Poetry Friday: "Quahogs" by Frank X. Gaspar

If you enjoy today's poem, you're in luck: Frank X. Gaspar will give a reading in Averill Park next week.



Quahogs

By Frank X. Gaspar

It was for the wind as much as anything.

It was for the tidal flats, for the miles of bars

and the freezing runs between them,

blued and darkened in the withering gusts.

For the buckets, for the long-tined rakes.

For our skin burning and the bones

beneath, all their ache. For the bent backs,

for the huddle toward warmth beneath

our incapable layers, how we beat

ourselves with our arms. The breath

we blew, the narrow steam that spun away.

How we searched their tell-draggle marks.

Then the feel of them as we furrowed. Then it

was surgery and force together. Like stones.

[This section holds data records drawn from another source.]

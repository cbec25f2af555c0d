//! Digest-keyed download cache shared by concurrent builds.
//!
//! Entries live at `<root>/sha256/<digest>`. Writers and readers of one key
//! serialise on an advisory lock at `<root>/locks/<digest>.lock`; entries are
//! published with a temp file and an atomic rename.

use std::fs::{self, File, OpenOptions};
use std::io;
use std::path::{Path, PathBuf};

use tempfile::NamedTempFile;
use tracing::{debug, warn};

use crate::util::hash::hash_file;

#[derive(Debug, Clone)]
pub struct DownloadCache {
  root: PathBuf,
}

/// Exclusive advisory lock on one cache key, released on drop.
struct KeyLock {
  _file: File,
}

impl DownloadCache {
  pub fn new(root: impl Into<PathBuf>) -> Self {
    Self { root: root.into() }
  }

  pub fn root(&self) -> &Path {
    &self.root
  }

  fn entry_path(&self, digest: &str) -> PathBuf {
    self.root.join("sha256").join(digest)
  }

  fn lock(&self, digest: &str) -> io::Result<KeyLock> {
    let dir = self.root.join("locks");
    fs::create_dir_all(&dir)?;
    let file = OpenOptions::new()
      .read(true)
      .write(true)
      .create(true)
      .truncate(false)
      .open(dir.join(format!("{digest}.lock")))?;
    lock_exclusive(&file)?;
    Ok(KeyLock { _file: file })
  }

  /// Copies the cached entry for `digest` to `dest`. Returns `false` on a miss.
  ///
  /// A corrupted entry is evicted and reported as a miss.
  pub fn restore(&self, digest: &str, dest: &Path) -> io::Result<bool> {
    let entry = self.entry_path(digest);
    if !entry.exists() {
      return Ok(false);
    }
    let _lock = self.lock(digest)?;

    let actual = hash_file(&entry)?;
    if actual.0 != digest {
      warn!(entry = %entry.display(), actual = %actual, "evicting corrupted cache entry");
      fs::remove_file(&entry)?;
      return Ok(false);
    }

    let parent = dest.parent().unwrap_or(Path::new("."));
    fs::create_dir_all(parent)?;
    let temp = NamedTempFile::new_in(parent)?;
    fs::copy(&entry, temp.path())?;
    temp.persist(dest).map_err(|e| e.error)?;
    debug!(digest, dest = %dest.display(), "restored from download cache");
    Ok(true)
  }

  /// Publishes `source` under `digest` unless an entry already exists.
  pub fn store(&self, digest: &str, source: &Path) -> io::Result<()> {
    let _lock = self.lock(digest)?;
    let entry = self.entry_path(digest);
    if entry.exists() {
      return Ok(());
    }
    let parent = entry.parent().unwrap_or(&self.root);
    fs::create_dir_all(parent)?;
    let temp = NamedTempFile::new_in(parent)?;
    fs::copy(source, temp.path())?;
    temp.persist(&entry).map_err(|e| e.error)?;
    debug!(digest, "stored in download cache");
    Ok(())
  }
}

#[cfg(unix)]
fn lock_exclusive(file: &File) -> io::Result<()> {
  use rustix::fs::{FlockOperation, flock};
  use std::os::unix::io::AsFd;

  flock(file.as_fd(), FlockOperation::LockExclusive).map_err(|e| io::Error::from_raw_os_error(e.raw_os_error()))
}

#[cfg(not(unix))]
fn lock_exclusive(_file: &File) -> io::Result<()> {
  Ok(())
}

Opal or pearl or plain rock, ugly except

they were beautiful, their whorls and

purple stains. The bucket’s wire cutting

with their weight. For the sky blazing, its

sinking orange fire. For the sky’s black streaks

with night rising, winter-sudden. Back,

shoreward, home, the tide creeping like a wolf.

For the little stove warming, its own orange fire.

The old pot, the steam, the air in savor,

the close room, the precious butter, the

blue fingers throbbing, our bodies in all

the customs of weariness, the supper,

succulent of the freezing dark sea come up,

and hunger, its own happiness, its own

domain immeasurable. It was for the hunger.


Published in the print edition of The New Yorker January 11, 2016,


Frank X. Gaspar is the author of five poetry collections and two novels. His most recent book is the collection “Late Rapturous.”